The never-inhabited Coconut Avenue houses, some of which were sold multiple times to unsuspecting buyers in a real estate scam Cox is accused of running, are under contract but subject to competing bids, the receiver overseeing the fraud case said Tuesday.

The buyer, Mela Coconut Grove LLC, is offering $1.8 million each for four four-bedroom units and $2.2 million each for five five-bedroom units, significantly below the initial asking prices of $2.6 to $3.5 million.
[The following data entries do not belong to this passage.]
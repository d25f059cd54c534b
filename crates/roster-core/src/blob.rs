//! Binary artifacts (photos and QR images) and the `BlobStore` trait.
//!
//! No binary data lives in the database: a record only holds [`BlobRef`]s,
//! and the bytes are written by a [`BlobStore`] implementation.

use std::future::Future;

use serde::{Deserialize, Serialize};

/// Which artifact a blob belongs to; decides the storage sub-directory.
#[derive(Debug, Clone, Copy, PartialEq, Eq)]
pub enum BlobKind {
  Photo,
  QrCode,
}

impl BlobKind {
  pub fn dir(self) -> &'static str {
    match self {
      Self::Photo => "images",
      Self::QrCode => "qrcodes",
    }
  }
}

/// A stored file referenced by a record.
#[derive(Debug, Clone, PartialEq, Eq, Serialize, Deserialize)]
pub struct BlobRef {
  /// Path relative to the media root, e.g. `qrcodes/Jane_Doe_qr.png`.
  pub path:         String,
  /// SHA-256 hex digest of the stored bytes.
  pub content_hash: String,
  pub media_type:   String,
}

/// A file received from a client, not yet stored.
#[derive(Debug, Clone)]
pub struct Upload {
  pub file_name:  String,
  pub media_type: String,
  pub bytes:      Vec<u8>,
}

/// Abstraction over the place artifact bytes are kept.
pub trait BlobStore: Send + Sync {
  type Error: std::error::Error + Send + Sync + 'static;

  /// Write `bytes` under a name derived from `file_name`. Never overwrites an
  /// existing blob; a colliding name gets a unique suffix.
  fn put<'a>(
    &'a self,
    kind: BlobKind,
    file_name: &'a str,
    media_type: &'a str,
    bytes: &'a [u8],
  ) -> impl Future<Output = Result<BlobRef, Self::Error>> + Send + 'a;

  /// Delete a stored blob. Removing a blob that is already gone succeeds.
  fn remove<'a>(
    &'a self,
    blob: &'a BlobRef,
  ) -> impl Future<Output = Result<(), Self::Error>> + Send + 'a;
}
“It’s like a wholesale bid rather than retail,” said retired Miami-Dade Circuit Court Judge Alan Fine, who is the court-appointed receiver controlling the Cox properties and managing the complex case in which 32 parties are owed $34 million by Cox. “This is a problematic project to market to buyers in part because of adverse publicity and concerns about building code violations that took a long time to repair.”
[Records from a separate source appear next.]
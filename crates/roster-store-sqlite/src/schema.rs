//! SQL schema for the Roster SQLite store.
//!
//! Executed once at connection startup; `PRAGMA user_version` records the
//! layout for future migrations.

/// Full schema DDL; idempotent thanks to `IF NOT EXISTS`.
pub const SCHEMA: &str = "
PRAGMA journal_mode = WAL;

-- One row per profile. Binary artifacts live in the blob store; only their
-- relative path, digest and media type are kept here.
CREATE TABLE IF NOT EXISTS records (
    id                TEXT PRIMARY KEY,
    role              TEXT,            -- 'student' | 'teacher' | 'college_staff'
    department        TEXT,
    student_grade     TEXT,
    student_name      TEXT NOT NULL,
    father_name       TEXT NOT NULL,
    dob               TEXT,            -- YYYY-MM-DD
    contact           TEXT,
    roll_no           TEXT NOT NULL,
    session           TEXT NOT NULL,
    email             TEXT,
    address           TEXT NOT NULL,
    gender            TEXT NOT NULL,
    emergency_contact TEXT NOT NULL,
    blood_group       TEXT NOT NULL,
    expiry_date       TEXT,
    id_card_number    TEXT NOT NULL,
    photo_path        TEXT NOT NULL,
    photo_hash        TEXT NOT NULL,
    photo_type        TEXT NOT NULL,
    qr_path           TEXT NOT NULL,
    qr_hash           TEXT NOT NULL,
    qr_type           TEXT NOT NULL,
    card_issue_date   TEXT NOT NULL,
    created_at        TEXT NOT NULL,   -- RFC 3339, fixed-width microseconds
    updated_at        TEXT NOT NULL
);

CREATE UNIQUE INDEX IF NOT EXISTS records_roll_no_idx    ON records(roll_no);
CREATE INDEX        IF NOT EXISTS records_created_idx    ON records(created_at);
CREATE INDEX        IF NOT EXISTS records_department_idx ON records(department);

PRAGMA user_version = 1;
";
READ MORE: They bought their dream homes from the ‘King of Coconut Grove.’ They still can’t move in

Fine and his counsel Paul Singerman said the bulk offer may stimulate higher bids for the houses.

“The beauty of a bulk bid is that it will flesh out what the market value is,” Fine said. “We hope to achieve the best outcome for victim buyers and creditors.”

Bid has significantly lower prices

Original buyers were disappointed to hear that the bulk offer is well below market value and would be a total of $9.7 million lower than the initial listed prices. Cox collected deposits of up to $500,000 from them when the houses that appeared to require only finishing touches were selling for $1.2 to $1.8 million from 2018 through 2021 and mortgage rates were 2 percent. They never moved in.

“The receiver should have offered us those prices when he got the case a year and a half ago and many of us would have taken them,” said Alan Lombardi, who put down $260,000 on his $1.3 million townhouse in February 2020, expecting to settle in with his partner and newborn twins within three months. That was almost five years ago.

“Instead of milking the cow, he could have saved on marketing, staging, closing costs, commissions, receivership expenses and his fees of $750 per hour. He is rewarding deep-pocketed investors who have the most purchasing power and intend to flip these houses instead of working people with families who lost their life’s savings.”

Lombardi, a Grove real estate agent, said the offer equates to $571 per square foot for the 3,150-square-foot units and $536 per square foot for the 4,100-square-foot units that Fine had hoped to sell for $850 per square foot.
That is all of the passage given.